• [WORK INSTRUCTIONS]
In the records below, find every line that contains "length" and list it.

• [DATA SECTION]

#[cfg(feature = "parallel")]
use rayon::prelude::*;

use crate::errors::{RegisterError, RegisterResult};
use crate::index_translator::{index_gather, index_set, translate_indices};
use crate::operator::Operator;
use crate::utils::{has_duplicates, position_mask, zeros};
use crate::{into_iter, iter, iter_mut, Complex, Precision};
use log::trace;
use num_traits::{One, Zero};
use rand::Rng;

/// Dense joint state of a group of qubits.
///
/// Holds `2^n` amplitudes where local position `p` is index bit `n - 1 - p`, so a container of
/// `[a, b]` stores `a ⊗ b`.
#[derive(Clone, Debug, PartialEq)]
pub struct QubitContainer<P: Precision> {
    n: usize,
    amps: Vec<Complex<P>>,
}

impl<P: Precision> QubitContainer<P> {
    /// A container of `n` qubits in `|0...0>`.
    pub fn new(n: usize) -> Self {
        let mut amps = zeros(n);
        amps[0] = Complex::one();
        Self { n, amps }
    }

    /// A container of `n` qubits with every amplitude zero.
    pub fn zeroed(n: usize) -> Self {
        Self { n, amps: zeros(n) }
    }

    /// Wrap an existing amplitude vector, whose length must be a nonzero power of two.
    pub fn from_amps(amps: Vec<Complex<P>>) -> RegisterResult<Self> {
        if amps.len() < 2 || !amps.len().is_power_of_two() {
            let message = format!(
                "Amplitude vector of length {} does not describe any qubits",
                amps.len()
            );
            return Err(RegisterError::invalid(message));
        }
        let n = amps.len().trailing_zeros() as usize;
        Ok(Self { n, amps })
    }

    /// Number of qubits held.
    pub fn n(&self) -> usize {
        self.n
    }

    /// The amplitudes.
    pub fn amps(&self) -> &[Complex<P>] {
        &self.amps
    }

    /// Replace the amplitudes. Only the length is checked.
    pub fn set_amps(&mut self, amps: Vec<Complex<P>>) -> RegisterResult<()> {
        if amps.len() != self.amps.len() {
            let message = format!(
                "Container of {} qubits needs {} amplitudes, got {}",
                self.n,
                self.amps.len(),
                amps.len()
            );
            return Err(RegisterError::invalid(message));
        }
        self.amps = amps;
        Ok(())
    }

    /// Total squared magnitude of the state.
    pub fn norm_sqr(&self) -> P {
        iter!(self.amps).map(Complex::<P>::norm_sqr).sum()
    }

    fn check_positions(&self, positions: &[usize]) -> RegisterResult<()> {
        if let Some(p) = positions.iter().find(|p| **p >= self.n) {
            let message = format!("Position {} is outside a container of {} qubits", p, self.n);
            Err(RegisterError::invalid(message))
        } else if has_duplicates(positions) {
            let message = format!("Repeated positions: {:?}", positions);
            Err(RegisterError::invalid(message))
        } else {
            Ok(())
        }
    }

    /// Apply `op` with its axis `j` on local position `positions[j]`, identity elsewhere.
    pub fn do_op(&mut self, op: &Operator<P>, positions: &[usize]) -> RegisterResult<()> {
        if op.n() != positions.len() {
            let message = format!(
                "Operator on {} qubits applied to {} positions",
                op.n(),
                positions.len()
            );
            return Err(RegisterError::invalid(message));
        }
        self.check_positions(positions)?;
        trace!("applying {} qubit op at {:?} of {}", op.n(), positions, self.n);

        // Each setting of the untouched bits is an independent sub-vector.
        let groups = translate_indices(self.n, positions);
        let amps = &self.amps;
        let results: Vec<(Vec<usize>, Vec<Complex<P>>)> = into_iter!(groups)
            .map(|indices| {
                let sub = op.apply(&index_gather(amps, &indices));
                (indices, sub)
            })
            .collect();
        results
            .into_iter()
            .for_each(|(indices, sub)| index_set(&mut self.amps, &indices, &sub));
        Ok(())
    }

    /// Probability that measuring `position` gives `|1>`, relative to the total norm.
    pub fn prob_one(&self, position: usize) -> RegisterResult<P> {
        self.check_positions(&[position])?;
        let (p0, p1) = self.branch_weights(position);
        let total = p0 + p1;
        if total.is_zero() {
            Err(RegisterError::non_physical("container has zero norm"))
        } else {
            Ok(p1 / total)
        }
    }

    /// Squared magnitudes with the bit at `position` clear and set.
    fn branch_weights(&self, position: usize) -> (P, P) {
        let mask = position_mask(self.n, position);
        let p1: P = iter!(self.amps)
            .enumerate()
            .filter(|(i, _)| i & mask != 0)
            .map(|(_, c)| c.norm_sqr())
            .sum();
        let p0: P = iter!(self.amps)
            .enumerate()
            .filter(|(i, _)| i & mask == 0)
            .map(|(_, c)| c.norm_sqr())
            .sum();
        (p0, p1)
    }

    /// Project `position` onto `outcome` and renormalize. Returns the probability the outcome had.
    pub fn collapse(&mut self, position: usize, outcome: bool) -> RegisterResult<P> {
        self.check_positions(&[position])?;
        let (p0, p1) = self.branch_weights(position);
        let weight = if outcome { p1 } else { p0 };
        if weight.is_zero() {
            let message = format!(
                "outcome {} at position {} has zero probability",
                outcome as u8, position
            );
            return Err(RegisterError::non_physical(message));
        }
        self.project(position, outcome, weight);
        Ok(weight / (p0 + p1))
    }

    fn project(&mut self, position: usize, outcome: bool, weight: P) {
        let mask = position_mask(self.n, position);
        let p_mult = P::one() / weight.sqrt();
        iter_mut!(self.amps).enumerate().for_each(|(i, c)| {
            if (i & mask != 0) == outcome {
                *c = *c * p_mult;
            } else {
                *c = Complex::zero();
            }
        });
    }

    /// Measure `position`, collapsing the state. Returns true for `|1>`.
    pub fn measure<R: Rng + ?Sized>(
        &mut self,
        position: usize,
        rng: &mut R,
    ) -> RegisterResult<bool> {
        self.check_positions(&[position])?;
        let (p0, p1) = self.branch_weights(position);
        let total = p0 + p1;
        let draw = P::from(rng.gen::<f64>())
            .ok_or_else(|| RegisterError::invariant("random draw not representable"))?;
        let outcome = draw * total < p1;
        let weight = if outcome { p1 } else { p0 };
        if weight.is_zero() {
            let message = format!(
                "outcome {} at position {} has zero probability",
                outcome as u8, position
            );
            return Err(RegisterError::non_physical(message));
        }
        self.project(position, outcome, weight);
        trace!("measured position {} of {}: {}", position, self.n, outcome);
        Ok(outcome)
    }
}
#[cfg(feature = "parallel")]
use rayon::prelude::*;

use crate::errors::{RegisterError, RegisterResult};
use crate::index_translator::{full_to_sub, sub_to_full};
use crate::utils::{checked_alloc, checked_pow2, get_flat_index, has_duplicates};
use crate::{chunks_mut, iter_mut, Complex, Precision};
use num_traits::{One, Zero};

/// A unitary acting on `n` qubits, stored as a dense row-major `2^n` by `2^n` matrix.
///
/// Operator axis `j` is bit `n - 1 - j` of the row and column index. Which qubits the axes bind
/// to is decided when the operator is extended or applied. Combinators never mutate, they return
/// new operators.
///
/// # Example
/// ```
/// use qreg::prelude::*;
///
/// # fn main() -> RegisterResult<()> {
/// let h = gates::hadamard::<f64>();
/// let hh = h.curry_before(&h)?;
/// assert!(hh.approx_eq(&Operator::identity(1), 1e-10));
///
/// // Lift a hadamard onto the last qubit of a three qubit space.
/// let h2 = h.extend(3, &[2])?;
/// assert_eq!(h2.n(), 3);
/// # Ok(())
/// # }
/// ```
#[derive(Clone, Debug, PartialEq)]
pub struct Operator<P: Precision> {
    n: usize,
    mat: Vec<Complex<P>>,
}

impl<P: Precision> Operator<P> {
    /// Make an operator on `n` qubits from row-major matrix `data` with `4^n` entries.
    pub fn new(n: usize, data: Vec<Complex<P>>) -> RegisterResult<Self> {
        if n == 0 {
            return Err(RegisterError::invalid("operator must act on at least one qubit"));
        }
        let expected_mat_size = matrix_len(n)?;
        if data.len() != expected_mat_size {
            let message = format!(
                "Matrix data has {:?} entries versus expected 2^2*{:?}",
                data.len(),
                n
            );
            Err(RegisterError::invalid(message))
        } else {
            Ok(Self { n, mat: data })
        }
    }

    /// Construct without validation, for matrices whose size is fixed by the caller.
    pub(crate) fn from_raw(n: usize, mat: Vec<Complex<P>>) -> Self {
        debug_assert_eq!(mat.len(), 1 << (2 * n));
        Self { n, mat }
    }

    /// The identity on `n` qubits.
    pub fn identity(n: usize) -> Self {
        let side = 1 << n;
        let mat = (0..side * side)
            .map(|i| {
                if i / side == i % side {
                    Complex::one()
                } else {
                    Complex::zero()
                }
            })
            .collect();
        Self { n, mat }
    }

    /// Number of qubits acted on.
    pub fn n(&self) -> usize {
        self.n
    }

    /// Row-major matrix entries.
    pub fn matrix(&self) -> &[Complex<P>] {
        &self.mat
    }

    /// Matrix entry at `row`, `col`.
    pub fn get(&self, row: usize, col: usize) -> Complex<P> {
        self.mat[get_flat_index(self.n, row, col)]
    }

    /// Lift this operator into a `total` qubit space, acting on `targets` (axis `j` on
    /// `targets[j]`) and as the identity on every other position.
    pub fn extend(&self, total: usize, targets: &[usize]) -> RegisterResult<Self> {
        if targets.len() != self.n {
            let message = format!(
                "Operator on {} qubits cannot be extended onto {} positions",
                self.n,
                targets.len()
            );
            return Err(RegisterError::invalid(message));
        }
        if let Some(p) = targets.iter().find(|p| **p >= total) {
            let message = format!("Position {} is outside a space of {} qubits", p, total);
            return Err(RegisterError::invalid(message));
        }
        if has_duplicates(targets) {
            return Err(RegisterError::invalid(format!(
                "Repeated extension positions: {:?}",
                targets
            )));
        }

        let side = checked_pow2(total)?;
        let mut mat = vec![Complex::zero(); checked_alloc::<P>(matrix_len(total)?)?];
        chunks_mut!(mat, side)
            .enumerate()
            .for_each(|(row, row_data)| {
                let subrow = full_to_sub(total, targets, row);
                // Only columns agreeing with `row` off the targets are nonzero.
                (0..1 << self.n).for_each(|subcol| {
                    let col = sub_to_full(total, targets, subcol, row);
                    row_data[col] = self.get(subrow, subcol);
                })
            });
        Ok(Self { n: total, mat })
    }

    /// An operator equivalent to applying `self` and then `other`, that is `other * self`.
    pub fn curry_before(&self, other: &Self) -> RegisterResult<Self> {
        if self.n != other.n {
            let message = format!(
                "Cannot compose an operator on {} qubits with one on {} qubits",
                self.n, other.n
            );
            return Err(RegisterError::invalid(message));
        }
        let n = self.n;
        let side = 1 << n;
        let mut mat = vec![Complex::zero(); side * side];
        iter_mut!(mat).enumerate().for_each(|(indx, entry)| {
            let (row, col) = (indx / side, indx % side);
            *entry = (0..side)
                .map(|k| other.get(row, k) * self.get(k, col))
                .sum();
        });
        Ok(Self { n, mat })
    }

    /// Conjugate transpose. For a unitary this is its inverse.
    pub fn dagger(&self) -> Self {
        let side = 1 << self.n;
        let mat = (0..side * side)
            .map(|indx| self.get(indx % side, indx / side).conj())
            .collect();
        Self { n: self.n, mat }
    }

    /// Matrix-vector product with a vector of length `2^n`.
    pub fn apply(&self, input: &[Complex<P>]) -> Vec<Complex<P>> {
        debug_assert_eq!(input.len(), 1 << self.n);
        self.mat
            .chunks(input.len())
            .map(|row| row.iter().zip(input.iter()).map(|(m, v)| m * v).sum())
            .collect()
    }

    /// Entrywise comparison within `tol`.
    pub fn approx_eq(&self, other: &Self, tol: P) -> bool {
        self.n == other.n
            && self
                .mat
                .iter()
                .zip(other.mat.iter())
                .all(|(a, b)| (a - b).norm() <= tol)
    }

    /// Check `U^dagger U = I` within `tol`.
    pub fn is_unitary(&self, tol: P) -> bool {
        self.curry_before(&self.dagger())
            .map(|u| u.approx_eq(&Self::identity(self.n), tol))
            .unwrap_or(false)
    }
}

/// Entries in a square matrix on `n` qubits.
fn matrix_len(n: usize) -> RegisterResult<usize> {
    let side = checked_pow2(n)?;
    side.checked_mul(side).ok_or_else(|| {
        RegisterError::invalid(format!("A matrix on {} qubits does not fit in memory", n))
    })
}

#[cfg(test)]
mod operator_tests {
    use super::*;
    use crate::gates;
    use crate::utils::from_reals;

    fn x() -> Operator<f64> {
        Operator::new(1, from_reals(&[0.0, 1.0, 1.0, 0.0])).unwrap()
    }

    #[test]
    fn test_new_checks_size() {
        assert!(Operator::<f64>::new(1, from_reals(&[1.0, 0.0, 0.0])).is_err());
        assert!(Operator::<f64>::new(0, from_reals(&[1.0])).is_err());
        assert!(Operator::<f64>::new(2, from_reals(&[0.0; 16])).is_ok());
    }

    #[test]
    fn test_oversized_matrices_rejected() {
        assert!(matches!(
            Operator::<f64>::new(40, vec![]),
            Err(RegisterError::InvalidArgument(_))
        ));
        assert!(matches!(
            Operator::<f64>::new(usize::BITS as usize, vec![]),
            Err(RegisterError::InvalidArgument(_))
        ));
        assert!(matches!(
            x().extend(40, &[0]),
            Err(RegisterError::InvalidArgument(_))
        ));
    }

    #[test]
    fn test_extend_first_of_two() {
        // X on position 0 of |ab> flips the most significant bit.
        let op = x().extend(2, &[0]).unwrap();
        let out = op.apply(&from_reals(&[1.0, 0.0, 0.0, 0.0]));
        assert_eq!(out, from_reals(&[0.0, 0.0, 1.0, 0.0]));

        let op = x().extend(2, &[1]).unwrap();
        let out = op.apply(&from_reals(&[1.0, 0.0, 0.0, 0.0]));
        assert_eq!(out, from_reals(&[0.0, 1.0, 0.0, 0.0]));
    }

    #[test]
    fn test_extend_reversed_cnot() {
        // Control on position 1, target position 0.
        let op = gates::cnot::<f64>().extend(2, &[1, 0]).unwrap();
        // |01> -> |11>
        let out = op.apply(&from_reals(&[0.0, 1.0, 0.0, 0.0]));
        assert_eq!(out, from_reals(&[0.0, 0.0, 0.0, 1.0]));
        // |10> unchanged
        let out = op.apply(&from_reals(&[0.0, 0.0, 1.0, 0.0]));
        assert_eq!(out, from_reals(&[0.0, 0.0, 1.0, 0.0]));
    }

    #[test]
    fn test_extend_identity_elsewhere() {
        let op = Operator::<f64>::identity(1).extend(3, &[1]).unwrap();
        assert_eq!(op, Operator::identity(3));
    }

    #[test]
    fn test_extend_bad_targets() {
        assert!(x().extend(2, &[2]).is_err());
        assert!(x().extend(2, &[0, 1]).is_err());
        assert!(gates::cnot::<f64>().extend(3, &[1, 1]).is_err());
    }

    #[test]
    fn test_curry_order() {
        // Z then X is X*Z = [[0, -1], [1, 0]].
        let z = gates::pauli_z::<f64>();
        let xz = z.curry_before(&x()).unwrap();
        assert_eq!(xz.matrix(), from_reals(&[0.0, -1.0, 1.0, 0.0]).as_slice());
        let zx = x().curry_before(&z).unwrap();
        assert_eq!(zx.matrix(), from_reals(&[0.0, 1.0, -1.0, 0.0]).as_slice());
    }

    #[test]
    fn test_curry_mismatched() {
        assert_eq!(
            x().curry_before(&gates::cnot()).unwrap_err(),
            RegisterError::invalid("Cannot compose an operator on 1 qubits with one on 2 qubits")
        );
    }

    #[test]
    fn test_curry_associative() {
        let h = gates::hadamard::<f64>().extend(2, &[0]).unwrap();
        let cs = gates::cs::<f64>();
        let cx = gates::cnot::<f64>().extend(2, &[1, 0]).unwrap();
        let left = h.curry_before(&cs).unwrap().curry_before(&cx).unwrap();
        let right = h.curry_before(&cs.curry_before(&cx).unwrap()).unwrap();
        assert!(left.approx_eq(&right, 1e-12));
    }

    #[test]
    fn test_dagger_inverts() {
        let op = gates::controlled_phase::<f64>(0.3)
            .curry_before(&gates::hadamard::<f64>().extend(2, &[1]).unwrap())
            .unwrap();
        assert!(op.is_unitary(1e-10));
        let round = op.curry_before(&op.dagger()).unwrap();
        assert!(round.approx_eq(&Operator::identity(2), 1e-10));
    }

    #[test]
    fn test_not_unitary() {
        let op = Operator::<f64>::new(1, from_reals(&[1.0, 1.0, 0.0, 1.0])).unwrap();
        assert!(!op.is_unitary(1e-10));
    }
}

• [ANSWER SPACE]
    /// Wrap an existing amplitude vector, whose length must be a nonzero power of two.
                "Amplitude vector of length {} does not describe any qubits",
    /// Replace the amplitudes. Only the length is checked.
    /// Matrix-vector product with a vector of length `2^n`.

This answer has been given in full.